Many people who understand and care about the environment object to the activities of the Weyerhauser company. The lists of reasons is long. The objections stem at least in part because of the fact that the logging operation is harmful to ecosystems. The logging and shipping imperil the delicate biodiversity that is at the heart of ecosystem health. This goes along with a number of other reasons to object to the log export operations, including but not limited to the environmental effects from the transport of such a heavy commodity over long distances.

Should companies be allowed to engage in activities that harm the environment?

Who does the environment belong to? Or rather, who ought the environment belong to? (To some and not others? To all? To none?)

When there are harmful industrial activities, does it make more sense that some few should benefit disproportionately more than others, or does it make more sense to distribute the wealth in a way so that everyone would benefit equally?

Does the focus on a definition of success that leans on the metrics of materialism (v. spirit, or community, for example) promote a fundamentally harmful, abusive, violent relationship with the material of existence, the substance of the planet?

Is it possible that there other ways of defining success that would be more favorable toward a vision of economic stability and justice, and toward an end to what many believe is the criminal behavior of big companies?

In of the current system societies are engaged in competition to exert control over resources.

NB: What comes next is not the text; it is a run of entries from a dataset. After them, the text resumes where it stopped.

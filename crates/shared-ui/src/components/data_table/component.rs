use dioxus::prelude::*;

/// How `table.js` compares the cells of a column when its header is clicked.
#[derive(Debug, Clone, Copy, PartialEq, Eq, Default)]
pub enum SortKind {
    #[default]
    None,
    Text,
    Number,
    /// Compares each cell's `data-value`, which holds an ISO date.
    Date,
}

impl SortKind {
    pub fn as_str(&self) -> &'static str {
        match self {
            SortKind::None => "none",
            SortKind::Text => "text",
            SortKind::Number => "number",
            SortKind::Date => "date",
        }
    }
}

/// Table with a filter box and a pager. Sorting, filtering and paging all
/// happen in the browser; the server always renders the full row set.
#[component]
pub fn DataTable(
    id: String,
    #[props(default = "Filter rows...".to_string())] filter_placeholder: String,
    #[props(default = 10)] page_size: usize,
    children: Element,
) -> Element {
    rsx! {
        div { class: "data-table",
            input {
                class: "data-table-filter",
                r#type: "search",
                placeholder: "{filter_placeholder}",
                "aria-label": "Filter rows",
                "data-filter-for": "{id}",
            }
            div { class: "data-table-scroll",
                table { id: "{id}", "data-page-size": "{page_size}",
                    {children}
                }
            }
            div { class: "data-table-pager", "data-pager-for": "{id}" }
        }
    }
}

/// Wraps header cells in `thead > tr`.
#[component]
pub fn DataTableHeader(children: Element) -> Element {
    rsx! {
        thead {
            tr { {children} }
        }
    }
}

#[component]
pub fn DataTableBody(children: Element) -> Element {
    rsx! {
        tbody { {children} }
    }
}

/// Header cell. Sortable columns get a pointer and an arrow from the stylesheet.
#[component]
pub fn DataTableColumn(#[props(default)] sort: SortKind, children: Element) -> Element {
    let sortable = sort != SortKind::None;
    rsx! {
        th {
            class: if sortable { "sortable" } else { "" },
            "data-sort": sort.as_str(),
            {children}
        }
    }
}

/// Body row. With an `href` the whole row navigates on click.
#[component]
pub fn DataTableRow(#[props(default)] href: String, children: Element) -> Element {
    let target = (!href.is_empty()).then_some(href);
    rsx! {
        tr {
            class: if target.is_some() { "data-table-row clickable" } else { "data-table-row" },
            "data-href": target,
            {children}
        }
    }
}

/// Body cell. `sort_value` overrides the displayed text when sorting,
/// e.g. an ISO date behind a `DD/MM/YYYY` label.
#[component]
pub fn DataTableCell(#[props(default)] sort_value: String, children: Element) -> Element {
    let value = (!sort_value.is_empty()).then_some(sort_value);
    rsx! {
        td { "data-value": value, {children} }
    }
}

/// Single full-width row shown when there is nothing to list.
#[component]
pub fn DataTableEmpty(
    columns: usize,
    #[props(default = "No records found.".to_string())] message: String,
) -> Element {
    rsx! {
        tr { class: "data-table-empty",
            td { colspan: "{columns}", "{message}" }
        }
    }
}
use axum::http::StatusCode;
use chrono::NaiveDate;
use pretty_assertions::assert_eq;
use shared_types::{UnclaimedPerson, UnidentifiedPerson};

use crate::common::{get, post_form, seed_case, test_app};

fn stat(value: usize, label: &str) -> String {
    format!("<span class=\"stat-value\">{value}</span><span class=\"stat-label\">{label}</span>")
}

#[tokio::test]
async fn empty_lists_show_their_empty_messages() {
    let app = test_app();

    let resp = get(&app, "/", None).await;
    assert!(resp.body.contains("No missing persons reported."));

    let resp = get(&app, "/unidentified", None).await;
    assert!(resp.body.contains("No unidentified persons listed."));

    let resp = get(&app, "/unclaimed", None).await;
    assert!(resp.body.contains("No unclaimed persons listed."));
}

#[tokio::test]
async fn store_failure_still_renders_empty_tables() {
    let app = test_app();
    app.backend.set_unavailable(true);
    let cookie = app.reporter_cookie();

    for (path, empty) in [
        ("/", "No missing persons reported."),
        ("/unidentified", "No unidentified persons listed."),
        ("/unclaimed", "No unclaimed persons listed."),
        ("/dashboard/missing", "No missing persons reported."),
    ] {
        let resp = get(&app, path, Some(&cookie)).await;
        assert_eq!(resp.status, StatusCode::OK, "{path}");
        assert!(resp.body.contains(empty), "{path}");
    }
}

#[tokio::test]
async fn home_lists_every_case_with_a_link_to_its_page() {
    let app = test_app();
    let first = seed_case(&app, app.reporter.id, "Joseph", "Mutua").await;
    let second = seed_case(&app, app.agent.id, "Mercy", "Achieng").await;

    let resp = get(&app, "/", None).await;

    assert!(resp.body.contains("Mutua"));
    assert!(resp.body.contains("Achieng"));
    assert!(resp.body.contains(&format!("data-href=\"/cases/{}\"", first.case_number)));
    assert!(resp.body.contains(&format!("data-href=\"/cases/{}\"", second.case_number)));
    // Newest first.
    let newer = resp.body.find(&second.case_number).unwrap();
    let older = resp.body.find(&first.case_number).unwrap();
    assert!(newer < older);
    assert!(resp.body.contains("20/05/2025"));
    assert!(resp.body.contains("data-value=\"2025-05-20\""));
}

#[tokio::test]
async fn tables_carry_the_client_side_hooks() {
    let app = test_app();
    seed_case(&app, app.reporter.id, "Joseph", "Mutua").await;

    let resp = get(&app, "/", None).await;

    assert!(resp.body.contains("data-filter-for=\"missing-persons\""));
    assert!(resp.body.contains("data-sort=\"date\""));
    assert!(resp.body.contains("data-page-size=\"10\""));
    assert!(resp.body.contains("/static/table.js"));
}

#[tokio::test]
async fn seeded_unidentified_and_unclaimed_rows_are_listed() {
    let app = test_app();
    app.backend.seed_unidentified(UnidentifiedPerson {
        tracking_number: "UIP-2025-00007".into(),
        description: Some("Adult male, about 30, scar on left hand".into()),
        found_location: Some("Naivasha".into()),
        date_found: NaiveDate::from_ymd_opt(2025, 3, 14),
        gender: Some("Male".into()),
        current_status: Some("Hospitalised".into()),
    });
    app.backend.seed_unclaimed(UnclaimedPerson {
        tracking_number: "UCP-2025-00003".into(),
        date_of_death: NaiveDate::from_ymd_opt(2025, 2, 1),
        age: None,
        legal_last_name: Some("Odhiambo".into()),
        legal_first_name: None,
        gender: Some("Male".into()),
        current_status: None,
        found_location: Some("Kisumu".into()),
    });

    let resp = get(&app, "/unidentified", None).await;
    assert!(resp.body.contains("UIP-2025-00007"));
    assert!(resp.body.contains("14/03/2025"));
    assert!(resp.body.contains("Hospitalised"));

    let resp = get(&app, "/unclaimed", None).await;
    assert!(resp.body.contains("UCP-2025-00003"));
    assert!(resp.body.contains("01/02/2025"));
    assert!(resp.body.contains("Odhiambo"));
    assert!(resp.body.contains("N/A"));

    let resp = get(&app, "/dashboard/unclaimed", Some(&app.reporter_cookie())).await;
    assert!(resp.body.contains("UCP-2025-00003"));
}

#[tokio::test]
async fn reporter_dashboard_counts_only_their_own_reports() {
    let app = test_app();
    let mine_open = seed_case(&app, app.reporter.id, "Joseph", "Mutua").await;
    let mine_closed = seed_case(&app, app.reporter.id, "Ann", "Wairimu").await;
    seed_case(&app, app.reporter.id, "Peter", "Kamau").await;
    let someone_else = seed_case(&app, app.agent.id, "Mercy", "Achieng").await;
    let agent = app.agent_cookie();

    post_form(&app, &format!("/lead/cases/{}/take", mine_open.case_number), &[], Some(&agent)).await;
    post_form(
        &app,
        &format!("/lead/cases/{}/status", mine_closed.case_number),
        &[("status", "closed")],
        Some(&agent),
    )
    .await;

    let resp = get(&app, "/dashboard", Some(&app.reporter_cookie())).await;

    assert_eq!(resp.status, StatusCode::OK);
    assert!(resp.body.contains(&stat(3, "Total Reports")));
    assert!(resp.body.contains(&stat(1, "Closed Cases")));
    assert!(resp.body.contains(&stat(1, "Active Cases")));
    assert!(!resp.body.contains(&someone_else.case_number));
}

#[tokio::test]
async fn agent_dashboard_counts_assigned_cases() {
    let app = test_app();
    let agent = app.agent_cookie();
    let a = seed_case(&app, app.reporter.id, "Joseph", "Mutua").await;
    let b = seed_case(&app, app.reporter.id, "Ann", "Wairimu").await;
    seed_case(&app, app.reporter.id, "Peter", "Kamau").await;

    for case in [&a, &b] {
        post_form(&app, &format!("/lead/cases/{}/take", case.case_number), &[], Some(&agent)).await;
    }
    post_form(
        &app,
        &format!("/lead/cases/{}/status", b.case_number),
        &[("status", "closed")],
        Some(&agent),
    )
    .await;

    let resp = get(&app, "/lead", Some(&agent)).await;

    assert!(resp.body.contains(&stat(2, "Assigned Cases")));
    assert!(resp.body.contains(&stat(1, "Under Investigation")));
    assert!(resp.body.contains(&stat(1, "Closed Cases")));
}

#[tokio::test]
async fn navbar_follows_the_visitor_role() {
    let app = test_app();

    let public = get(&app, "/unidentified", None).await;
    assert!(public.body.contains("href=\"/login\""));

    let reporter = get(&app, "/unidentified", Some(&app.reporter_cookie())).await;
    assert!(reporter.body.contains("href=\"/dashboard/new-report\""));
    assert!(!reporter.body.contains("href=\"/lead/all-cases\""));

    let agent = get(&app, "/unidentified", Some(&app.agent_cookie())).await;
    assert!(agent.body.contains("href=\"/lead/all-cases\""));
}
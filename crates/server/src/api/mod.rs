//! Workflows shared by the HTML pages and the JSON API. Each takes its
//! backends as trait objects so callers decide what is injected.

pub mod auth;
pub mod report;
pub mod status;

pub use auth::*;
pub use report::*;
pub use status::*;
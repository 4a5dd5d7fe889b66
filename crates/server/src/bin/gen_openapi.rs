use server::openapi::ApiDoc;
use utoipa::OpenApi;

/// Print the OpenAPI document as pretty JSON.
fn main() -> Result<(), serde_json::Error> {
    let doc = ApiDoc::openapi().to_pretty_json()?;
    println!("{doc}");
    Ok(())
}
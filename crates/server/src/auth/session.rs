use chrono::{Duration, Utc};
use jsonwebtoken::{decode, encode, DecodingKey, EncodingKey, Header, Validation};
use serde::{Deserialize, Serialize};
use shared_types::{AppError, AuthUser};
use uuid::Uuid;

/// Lifetime of a session, matching the cookie `Max-Age`.
pub const SESSION_TTL_DAYS: i64 = 7;

/// Claims carried by the signed session token.
#[derive(Debug, Clone, PartialEq, Serialize, Deserialize)]
pub struct SessionClaims {
    /// Profile id of the signed-in user.
    pub sub: Uuid,
    pub email: String,
    pub iat: i64,
    pub exp: i64,
    /// Unique token identifier, so two sessions issued in the same second differ.
    pub jti: String,
}

impl SessionClaims {
    pub fn user_id(&self) -> Uuid {
        self.sub
    }
}

/// HMAC keys derived from `SESSION_SECRET`.
#[derive(Clone)]
pub struct SessionKeys {
    encoding: EncodingKey,
    decoding: DecodingKey,
}

impl SessionKeys {
    pub fn from_secret(secret: &str) -> Self {
        Self {
            encoding: EncodingKey::from_secret(secret.as_bytes()),
            decoding: DecodingKey::from_secret(secret.as_bytes()),
        }
    }

    /// Issue a session token for a freshly authenticated user.
    pub fn issue(&self, user: &AuthUser) -> Result<String, AppError> {
        let now = Utc::now();
        let claims = SessionClaims {
            sub: user.id,
            email: user.email.clone(),
            iat: now.timestamp(),
            exp: (now + Duration::days(SESSION_TTL_DAYS)).timestamp(),
            jti: Uuid::new_v4().to_string(),
        };
        self.encode(&claims)
    }

    fn encode(&self, claims: &SessionClaims) -> Result<String, AppError> {
        encode(&Header::default(), claims, &self.encoding).map_err(|e| {
            tracing::error!(error = %e, "Failed to sign session token");
            AppError::internal("Failed to create session")
        })
    }

    /// Verify signature and expiry.
    pub fn verify(&self, token: &str) -> Result<SessionClaims, jsonwebtoken::errors::Error> {
        decode::<SessionClaims>(token, &self.decoding, &Validation::default())
            .map(|data| data.claims)
    }
}
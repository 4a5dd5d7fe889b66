use serde::{Deserialize, Serialize};

#[cfg(feature = "validation")]
use validator::Validate;

/// Login form. The `username` input carries the email address.
#[derive(Debug, Clone, Serialize, Deserialize)]
#[cfg_attr(feature = "openapi", derive(utoipa::ToSchema))]
pub struct LoginForm {
    pub username: String,
    pub password: String,
}

/// Registration form.
#[derive(Debug, Clone, Serialize, Deserialize)]
#[cfg_attr(feature = "openapi", derive(utoipa::ToSchema))]
#[cfg_attr(feature = "validation", derive(Validate))]
pub struct RegisterForm {
    #[cfg_attr(
        feature = "validation",
        validate(length(min = 3, message = "Username must be at least 3 characters"))
    )]
    pub username: String,
    #[cfg_attr(
        feature = "validation",
        validate(email(message = "Enter a valid email address"))
    )]
    pub email: String,
    #[cfg_attr(
        feature = "validation",
        validate(length(min = 8, message = "Password must be at least 8 characters"))
    )]
    pub password: String,
    #[cfg_attr(
        feature = "validation",
        validate(must_match(other = "password", message = "Passwords do not match"))
    )]
    pub confirm_password: String,
}

/// Forgot-password form.
#[derive(Debug, Clone, Serialize, Deserialize)]
#[cfg_attr(feature = "openapi", derive(utoipa::ToSchema))]
pub struct ForgotPasswordForm {
    pub email: String,
}

/// Status dropdown posted by the agent pages.
#[derive(Debug, Clone, Serialize, Deserialize)]
pub struct StatusForm {
    pub status: String,
    /// Page to return to after the update.
    #[serde(default)]
    pub return_to: Option<String>,
}

/// Generic message response.
#[derive(Debug, Clone, Serialize, Deserialize)]
#[cfg_attr(feature = "openapi", derive(utoipa::ToSchema))]
pub struct MessageResponse {
    pub message: String,
}
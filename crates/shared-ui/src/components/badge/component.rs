use dioxus::prelude::*;

/// Visual variant for badges.
#[derive(Debug, Clone, Copy, PartialEq, Eq, Default)]
pub enum BadgeVariant {
    #[default]
    Neutral,
    Info,
    Success,
    Warning,
}

impl BadgeVariant {
    fn class(&self) -> &'static str {
        match self {
            BadgeVariant::Neutral => "neutral",
            BadgeVariant::Info => "info",
            BadgeVariant::Success => "success",
            BadgeVariant::Warning => "warning",
        }
    }

    /// Variant for a stored case status. Unknown values stay neutral.
    pub fn for_status(status: &str) -> Self {
        match status.trim().to_lowercase().as_str() {
            "pending" => BadgeVariant::Warning,
            "active" => BadgeVariant::Info,
            "closed" => BadgeVariant::Success,
            _ => BadgeVariant::Neutral,
        }
    }
}

#[component]
pub fn Badge(#[props(default)] variant: BadgeVariant, children: Element) -> Element {
    rsx! {
        span { class: "badge", "data-style": variant.class(), {children} }
    }
}

/// Badge for a case status such as `pending`, shown capitalised.
#[component]
pub fn StatusBadge(status: String) -> Element {
    let variant = BadgeVariant::for_status(&status);
    let label = capitalize(status.trim());
    rsx! {
        Badge { variant, "{label}" }
    }
}

fn capitalize(s: &str) -> String {
    let mut chars = s.chars();
    match chars.next() {
        Some(first) => first.to_uppercase().chain(chars).collect(),
        None => "Unknown".to_string(),
    }
}
use aws_sdk_s3::{
    config::{Credentials, Region},
    Client,
};
use shared_types::AppError;

/// Read an env var, trying the primary name first then a fallback.
pub fn env_or(primary: &str, fallback: &str) -> Option<String> {
    std::env::var(primary)
        .ok()
        .or_else(|| std::env::var(fallback).ok())
        .filter(|v| !v.is_empty())
}

/// Connection settings for an S3-compatible bucket.
///
/// Supports both Fly/Tigris (`AWS_*`) and local MinIO (`S3_*`) naming:
///   - `AWS_ENDPOINT_URL_S3` / `S3_ENDPOINT`
///   - `AWS_ACCESS_KEY_ID`   / `S3_ACCESS_KEY`
///   - `AWS_SECRET_ACCESS_KEY` / `S3_SECRET_KEY`
///   - `AWS_REGION`          / `S3_REGION`
#[derive(Debug, Clone)]
pub struct S3Settings {
    pub endpoint: String,
    pub access_key: String,
    pub secret_key: String,
    pub region: String,
    pub bucket: String,
}

impl S3Settings {
    pub fn from_env(bucket: &str) -> Result<Self, AppError> {
        let required = |primary: &str, fallback: &str| {
            env_or(primary, fallback).ok_or_else(|| {
                AppError::internal(format!("{primary} or {fallback} must be set"))
            })
        };

        Ok(Self {
            endpoint: required("AWS_ENDPOINT_URL_S3", "S3_ENDPOINT")?,
            access_key: required("AWS_ACCESS_KEY_ID", "S3_ACCESS_KEY")?,
            secret_key: required("AWS_SECRET_ACCESS_KEY", "S3_SECRET_KEY")?,
            region: env_or("AWS_REGION", "S3_REGION").unwrap_or_else(|| "us-east-1".to_string()),
            bucket: bucket.to_string(),
        })
    }

    /// Build an S3-compatible client.
    pub fn client(&self) -> Client {
        let creds = Credentials::new(&self.access_key, &self.secret_key, None, None, "env");

        let config = aws_sdk_s3::Config::builder()
            .endpoint_url(&self.endpoint)
            .region(Region::new(self.region.clone()))
            .credentials_provider(creds)
            .force_path_style(true)
            .behavior_version_latest()
            .build();

        Client::from_conf(config)
    }

    /// Tigris is addressed virtual-hosted style and manages public access itself.
    pub fn is_tigris(&self) -> bool {
        self.endpoint.contains("tigris")
    }

    /// Public URL of an object.
    ///
    /// Tigris: `https://{bucket}.fly.storage.tigris.dev/{key}`
    /// MinIO / generic S3: `http://localhost:9000/{bucket}/{key}`
    pub fn public_url(&self, key: &str) -> String {
        if self.is_tigris() {
            let host = self
                .endpoint
                .trim_start_matches("https://")
                .trim_start_matches("http://")
                .trim_end_matches('/');
            format!("https://{}.{}/{}", self.bucket, host, key)
        } else {
            format!("{}/{}/{}", self.endpoint.trim_end_matches('/'), self.bucket, key)
        }
    }

    /// Bucket policy granting anonymous read on every object.
    pub fn public_read_policy(&self) -> String {
        format!(
            r#"{{"Version":"2012-10-17","Statement":[{{"Effect":"Allow","Principal":"*","Action":["s3:GetObject"],"Resource":["arn:aws:s3:::{}/*"]}}]}}"#,
            self.bucket
        )
    }
}
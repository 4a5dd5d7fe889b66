use axum::extract::State;
use axum::http::{StatusCode, Uri};
use axum::response::Response;
use dioxus::prelude::*;
use server::auth::extractors::MaybeSession;
use server::db::AppState;
use shared_types::ListScope;
use shared_ui::{Alert, AlertVariant, PageHeader};

use super::nav_for;
use crate::render::page;
use crate::tables::{rows_or_empty, MissingTable, UnclaimedTable, UnidentifiedTable};

/// Home page: every reported missing person.
#[tracing::instrument(skip_all)]
pub async fn home(State(state): State<AppState>, MaybeSession(session): MaybeSession) -> Response {
    let nav = nav_for(state.auth.as_ref(), session.as_ref()).await;
    let rows = rows_or_empty("missing", state.cases.list_missing(ListScope::All).await);
    let signed_out = session.is_none();

    page(
        StatusCode::OK,
        "Missing Persons",
        nav,
        "/",
        rsx! {
            PageHeader {
                title: "Missing Persons",
                subtitle: "Have you seen any of these people? Select a row for details.",
                if signed_out {
                    a { class: "button button-primary", href: "/login", "Report a missing person" }
                }
            }
            MissingTable { rows }
        },
    )
}

#[tracing::instrument(skip_all)]
pub async fn unidentified(
    State(state): State<AppState>,
    MaybeSession(session): MaybeSession,
) -> Response {
    let nav = nav_for(state.auth.as_ref(), session.as_ref()).await;
    let rows = rows_or_empty("unidentified", state.cases.list_unidentified().await);

    page(
        StatusCode::OK,
        "Unidentified Persons",
        nav,
        "/unidentified",
        rsx! {
            PageHeader {
                title: "Unidentified Persons",
                subtitle: "People found by the authorities whose identity is not yet known.",
            }
            UnidentifiedTable { rows }
        },
    )
}

#[tracing::instrument(skip_all)]
pub async fn unclaimed(
    State(state): State<AppState>,
    MaybeSession(session): MaybeSession,
) -> Response {
    let nav = nav_for(state.auth.as_ref(), session.as_ref()).await;
    let rows = rows_or_empty("unclaimed", state.cases.list_unclaimed().await);

    page(
        StatusCode::OK,
        "Unclaimed Persons",
        nav,
        "/unclaimed",
        rsx! {
            PageHeader {
                title: "Unclaimed Persons",
                subtitle: "Deceased persons whose bodies have not been claimed.",
            }
            UnclaimedTable { rows }
        },
    )
}

/// Fallback for unknown paths.
pub async fn not_found(
    State(state): State<AppState>,
    MaybeSession(session): MaybeSession,
    uri: Uri,
) -> Response {
    tracing::debug!(path = %uri.path(), "No route");
    let nav = nav_for(state.auth.as_ref(), session.as_ref()).await;
    page(
        StatusCode::NOT_FOUND,
        "Page Not Found",
        nav,
        uri.path(),
        rsx! {
            PageHeader { title: "Page Not Found" }
            Alert { variant: AlertVariant::Info, "The page you are looking for does not exist." }
            p { a { href: "/", "Back to the home page" } }
        },
    )
}
mod component;
pub use component::*;
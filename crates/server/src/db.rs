use axum::extract::FromRef;
use shared_types::AppError;
use sqlx::postgres::PgPoolOptions;
use sqlx::{Pool, Postgres};
use std::sync::Arc;

use crate::auth::session::SessionKeys;
use crate::config::Settings;
use crate::memory::MemoryBackend;
use crate::storage::{MemoryObjectStore, ObjectStore};
use crate::store::{AuthService, CaseStore};

/// Shared application state passed to Axum handlers via `State`.
///
/// Every backend is injected as a trait object so handlers never reach for a
/// process-wide client. Derives `FromRef` so handlers can extract a single
/// dependency, e.g. `State<Arc<dyn CaseStore>>`.
#[derive(Clone, FromRef)]
pub struct AppState {
    pub cases: Arc<dyn CaseStore>,
    pub auth: Arc<dyn AuthService>,
    pub objects: Arc<dyn ObjectStore>,
    pub sessions: SessionKeys,
    pub settings: Arc<Settings>,
}

impl AppState {
    pub fn new(
        cases: Arc<dyn CaseStore>,
        auth: Arc<dyn AuthService>,
        objects: Arc<dyn ObjectStore>,
        settings: Settings,
    ) -> Self {
        Self {
            cases,
            auth,
            objects,
            sessions: SessionKeys::from_secret(&settings.session_secret),
            settings: Arc::new(settings),
        }
    }

    /// State backed entirely by memory. Returns the concrete backends so
    /// callers can seed data or inject failures.
    pub fn in_memory(settings: Settings) -> (Self, Arc<MemoryBackend>, Arc<MemoryObjectStore>) {
        let backend = Arc::new(MemoryBackend::new());
        let objects = Arc::new(MemoryObjectStore::new("/photos"));
        let state = Self::new(backend.clone(), backend.clone(), objects.clone(), settings);
        (state, backend, objects)
    }
}

/// Create a new database connection pool.
/// Uses `connect_lazy` so no connections open until the first query.
pub fn create_pool(database_url: &str, max_connections: u32) -> Result<Pool<Postgres>, AppError> {
    PgPoolOptions::new()
        .max_connections(max_connections)
        .acquire_timeout(std::time::Duration::from_secs(5))
        .connect_lazy(database_url)
        .map_err(|e| AppError::internal(format!("Invalid DATABASE_URL: {e}")))
}

/// Run database migrations against the given pool.
pub async fn run_migrations(pool: &Pool<Postgres>) -> Result<(), AppError> {
    sqlx::migrate!("../../migrations")
        .run(pool)
        .await
        .map_err(|e| AppError::internal(format!("Failed to run database migrations: {e}")))
}
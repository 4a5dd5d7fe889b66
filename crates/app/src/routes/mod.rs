//! Page routes and the full application router.

pub mod assets;
pub mod auth;
pub mod cases;
pub mod dashboard;
pub mod lead;
pub mod public;

use axum::extract::DefaultBodyLimit;
use axum::middleware::from_fn_with_state;
use axum::routing::{get, post};
use axum::Router;
use server::auth::gate::auth_gate;
use server::auth::middleware::session_middleware;
use server::auth::session::SessionClaims;
use server::db::AppState;
use server::store::AuthService;
use server::telemetry::OtelTraceLayer;
use shared_types::{FeatureFlags, UserRole};
use shared_ui::NavVariant;
use tower_http::request_id::{MakeRequestUuid, PropagateRequestIdLayer, SetRequestIdLayer};
use tower_http::trace::TraceLayer;

/// Navigation for the visitor behind `session`. Signed-in users whose
/// profile cannot be read get the reporter bar.
pub async fn nav_for(auth: &dyn AuthService, session: Option<&SessionClaims>) -> NavVariant {
    let Some(claims) = session else {
        return NavVariant::Public;
    };
    match auth.find_profile(claims.user_id()).await {
        Ok(Some(profile)) if profile.role() == UserRole::Agent => NavVariant::Agent,
        Ok(_) => NavVariant::Reporter,
        Err(e) => {
            tracing::warn!(user_id = %claims.sub, error = %e, "Profile lookup for navigation failed");
            NavVariant::Reporter
        }
    }
}

/// HTML pages, static assets and stored photos.
pub fn page_router() -> Router<AppState> {
    Router::new()
        .route("/", get(public::home))
        .route("/unidentified", get(public::unidentified))
        .route("/unclaimed", get(public::unclaimed))
        .route("/login", get(auth::login_page).post(auth::login_submit))
        .route("/register", get(auth::register_page).post(auth::register_submit))
        .route(
            "/forgot-password",
            get(auth::forgot_page).post(auth::forgot_submit),
        )
        .route("/logout", post(auth::logout))
        .route("/dashboard", get(dashboard::index))
        .route(
            "/dashboard/new-report",
            get(dashboard::new_report_page).post(dashboard::new_report_submit),
        )
        .route("/dashboard/missing", get(dashboard::missing))
        .route("/dashboard/unidentified", get(dashboard::unidentified))
        .route("/dashboard/unclaimed", get(dashboard::unclaimed))
        .route("/lead", get(lead::index))
        .route("/lead/all-cases", get(lead::all_cases))
        .route("/lead/unauthorized", get(lead::unauthorized))
        .route("/lead/cases/{case_number}/status", post(lead::update_status))
        .route("/lead/cases/{case_number}/take", post(lead::take))
        .route("/cases/{case_number}", get(cases::detail))
        .route("/static/app.css", get(assets::stylesheet))
        .route("/static/table.js", get(assets::table_script))
        .route("/photos/{key}", get(assets::photo))
}

/// The complete application: pages, JSON API and docs behind the session
/// middleware and page gate.
///
/// Layer order, outermost first: request id, HTTP tracing, body limit,
/// session, OTLP span (when enabled), gate.
pub fn build_router(state: AppState, features: &FeatureFlags) -> Router {
    let max_body = state.settings.max_upload_bytes;

    let mut router = page_router()
        .merge(server::rest::api_router())
        .fallback(public::not_found)
        .layer(from_fn_with_state(state.clone(), auth_gate));

    if features.telemetry {
        router = router.layer(OtelTraceLayer);
    }

    let router = router
        .layer(from_fn_with_state(state.clone(), session_middleware))
        .layer(DefaultBodyLimit::max(max_body))
        .with_state(state);

    server::openapi::with_docs(router)
        .layer(TraceLayer::new_for_http())
        .layer(PropagateRequestIdLayer::x_request_id())
        .layer(SetRequestIdLayer::x_request_id(MakeRequestUuid))
}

Instead of this scenario, think about societies moving toward a culture of cooperation and stewardship and mutual prosperity. Think about society moving away from a culture of war, conquest and dominance.

Instead of measuring success based solely on personal material riches, perhaps success could be defined along the lines of a healthy community, on the ability to take care of each other, and to be truly aware and awake, conscious (and conscientious) in our daily lives, so that we are careful to the greatest extent possible to NOT do harm...

Perhaps success could be defined along the lines of efforts to strengthen the fabric of society, to work toward an end to all violence, and an end to all unnecessary suffering - an end to poverty, starvation, illiteracy, homophobia, sexism, ageism, racism, nationalism.

Perhaps success could be defined along the lines of contribution to the mutual health and well-being—the mutual happiness and prosperity—of all people.